WORK TO COMPLETE:
Give back the records in their entirety, exactly.

=== Begin Enclosure ===

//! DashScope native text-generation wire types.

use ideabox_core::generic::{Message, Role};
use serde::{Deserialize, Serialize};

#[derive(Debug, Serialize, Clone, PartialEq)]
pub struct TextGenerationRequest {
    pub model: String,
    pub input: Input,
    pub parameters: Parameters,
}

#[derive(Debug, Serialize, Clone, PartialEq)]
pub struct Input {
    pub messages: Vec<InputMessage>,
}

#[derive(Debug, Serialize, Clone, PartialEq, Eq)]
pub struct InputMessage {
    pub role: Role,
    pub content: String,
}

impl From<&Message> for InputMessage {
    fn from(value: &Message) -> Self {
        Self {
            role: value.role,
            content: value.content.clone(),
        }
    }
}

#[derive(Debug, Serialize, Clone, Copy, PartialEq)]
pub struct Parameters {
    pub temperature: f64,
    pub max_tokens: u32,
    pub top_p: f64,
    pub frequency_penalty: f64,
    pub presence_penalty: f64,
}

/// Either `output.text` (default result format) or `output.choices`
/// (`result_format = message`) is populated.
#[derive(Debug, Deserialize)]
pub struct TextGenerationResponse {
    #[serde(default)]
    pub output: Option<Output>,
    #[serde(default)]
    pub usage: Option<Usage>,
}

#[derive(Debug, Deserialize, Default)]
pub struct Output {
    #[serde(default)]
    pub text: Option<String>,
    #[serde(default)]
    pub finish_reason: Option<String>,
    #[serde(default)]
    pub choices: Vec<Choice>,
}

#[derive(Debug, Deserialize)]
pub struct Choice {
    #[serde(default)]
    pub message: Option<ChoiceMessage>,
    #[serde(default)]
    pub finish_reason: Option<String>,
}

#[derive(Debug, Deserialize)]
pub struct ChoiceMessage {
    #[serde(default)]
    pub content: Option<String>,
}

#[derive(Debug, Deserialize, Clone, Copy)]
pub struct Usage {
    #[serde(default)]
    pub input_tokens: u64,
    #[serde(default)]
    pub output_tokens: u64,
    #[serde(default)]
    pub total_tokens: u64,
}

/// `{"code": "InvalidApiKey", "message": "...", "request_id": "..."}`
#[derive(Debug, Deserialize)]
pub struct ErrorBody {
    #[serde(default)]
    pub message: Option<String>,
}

=== End Enclosure ===

SOLUTION FOR THIS TASK:
//! DashScope native text-generation wire types.

use ideabox_core::generic::{Message, Role};
use serde::{Deserialize, Serialize};

#[derive(Debug, Serialize, Clone, PartialEq)]
pub struct TextGenerationRequest {
    pub model: String,
    pub input: Input,
    pub parameters: Parameters,
}

#[derive(Debug, Serialize, Clone, PartialEq)]
pub struct Input {
    pub messages: Vec<InputMessage>,
}

#[derive(Debug, Serialize, Clone, PartialEq, Eq)]
pub struct InputMessage {
    pub role: Role,
    pub content: String,
}

impl From<&Message> for InputMessage {
    fn from(value: &Message) -> Self {
        Self {
            role: value.role,
            content: value.content.clone(),
        }
    }
}

#[derive(Debug, Serialize, Clone, Copy, PartialEq)]
pub struct Parameters {
    pub temperature: f64,
    pub max_tokens: u32,
    pub top_p: f64,
    pub frequency_penalty: f64,
    pub presence_penalty: f64,
}

/// Either `output.text` (default result format) or `output.choices`
/// (`result_format = message`) is populated.
#[derive(Debug, Deserialize)]
pub struct TextGenerationResponse {
    #[serde(default)]
    pub output: Option<Output>,
    #[serde(default)]
    pub usage: Option<Usage>,
}

#[derive(Debug, Deserialize, Default)]
pub struct Output {
    #[serde(default)]
    pub text: Option<String>,
    #[serde(default)]
    pub finish_reason: Option<String>,
    #[serde(default)]
    pub choices: Vec<Choice>,
}

#[derive(Debug, Deserialize)]
pub struct Choice {
    #[serde(default)]
    pub message: Option<ChoiceMessage>,
    #[serde(default)]
    pub finish_reason: Option<String>,
}

#[derive(Debug, Deserialize)]
pub struct ChoiceMessage {
    #[serde(default)]
    pub content: Option<String>,
}

#[derive(Debug, Deserialize, Clone, Copy)]
pub struct Usage {
    #[serde(default)]
    pub input_tokens: u64,
    #[serde(default)]
    pub output_tokens: u64,
    #[serde(default)]
    pub total_tokens: u64,
}

/// `{"code": "InvalidApiKey", "message": "...", "request_id": "..."}`
#[derive(Debug, Deserialize)]
pub struct ErrorBody {
    #[serde(default)]
    pub message: Option<String>,
}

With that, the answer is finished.